**Records shown:**

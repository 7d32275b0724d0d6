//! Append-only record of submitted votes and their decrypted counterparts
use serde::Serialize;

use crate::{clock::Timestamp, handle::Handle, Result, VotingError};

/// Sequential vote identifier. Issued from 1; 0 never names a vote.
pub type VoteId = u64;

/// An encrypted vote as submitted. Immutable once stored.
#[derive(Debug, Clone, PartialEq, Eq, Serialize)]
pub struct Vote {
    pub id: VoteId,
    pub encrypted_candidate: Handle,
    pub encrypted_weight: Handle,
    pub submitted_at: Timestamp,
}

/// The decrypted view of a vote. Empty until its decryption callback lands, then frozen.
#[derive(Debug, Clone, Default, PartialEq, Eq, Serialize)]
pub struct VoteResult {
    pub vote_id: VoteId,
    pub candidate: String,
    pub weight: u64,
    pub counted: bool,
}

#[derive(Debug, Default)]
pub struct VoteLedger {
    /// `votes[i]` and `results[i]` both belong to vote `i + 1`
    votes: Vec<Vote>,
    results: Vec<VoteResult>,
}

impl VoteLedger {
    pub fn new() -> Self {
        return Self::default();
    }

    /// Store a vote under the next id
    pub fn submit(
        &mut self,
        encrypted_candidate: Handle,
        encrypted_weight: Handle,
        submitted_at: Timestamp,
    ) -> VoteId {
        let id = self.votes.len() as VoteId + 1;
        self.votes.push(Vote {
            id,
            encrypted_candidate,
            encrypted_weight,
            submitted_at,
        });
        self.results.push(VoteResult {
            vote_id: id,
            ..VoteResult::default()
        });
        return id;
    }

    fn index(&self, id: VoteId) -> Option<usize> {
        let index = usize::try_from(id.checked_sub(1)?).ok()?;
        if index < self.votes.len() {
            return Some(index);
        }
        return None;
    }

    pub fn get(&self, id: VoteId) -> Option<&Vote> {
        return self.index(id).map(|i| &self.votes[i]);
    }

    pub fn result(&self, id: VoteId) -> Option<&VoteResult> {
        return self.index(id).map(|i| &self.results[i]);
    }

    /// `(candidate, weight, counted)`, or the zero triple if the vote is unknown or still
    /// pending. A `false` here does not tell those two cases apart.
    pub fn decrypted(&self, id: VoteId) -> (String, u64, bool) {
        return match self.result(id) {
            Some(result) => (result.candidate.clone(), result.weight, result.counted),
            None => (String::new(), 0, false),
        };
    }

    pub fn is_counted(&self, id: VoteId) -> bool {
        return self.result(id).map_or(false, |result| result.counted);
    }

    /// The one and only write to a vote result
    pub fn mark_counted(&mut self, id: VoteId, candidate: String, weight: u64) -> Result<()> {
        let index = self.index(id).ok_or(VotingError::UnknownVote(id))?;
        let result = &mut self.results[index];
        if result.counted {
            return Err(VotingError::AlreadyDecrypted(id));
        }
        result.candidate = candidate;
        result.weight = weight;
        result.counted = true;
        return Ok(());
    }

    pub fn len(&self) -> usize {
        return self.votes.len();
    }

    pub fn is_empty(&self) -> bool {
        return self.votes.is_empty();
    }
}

**What is needed:**
Every line in the records above with the string "results" in it should be shown.

**Answer area:**
    /// `votes[i]` and `results[i]` both belong to vote `i + 1`
    results: Vec<VoteResult>,
        self.results.push(VoteResult {
        return self.index(id).map(|i| &self.results[i]);
        let result = &mut self.results[index];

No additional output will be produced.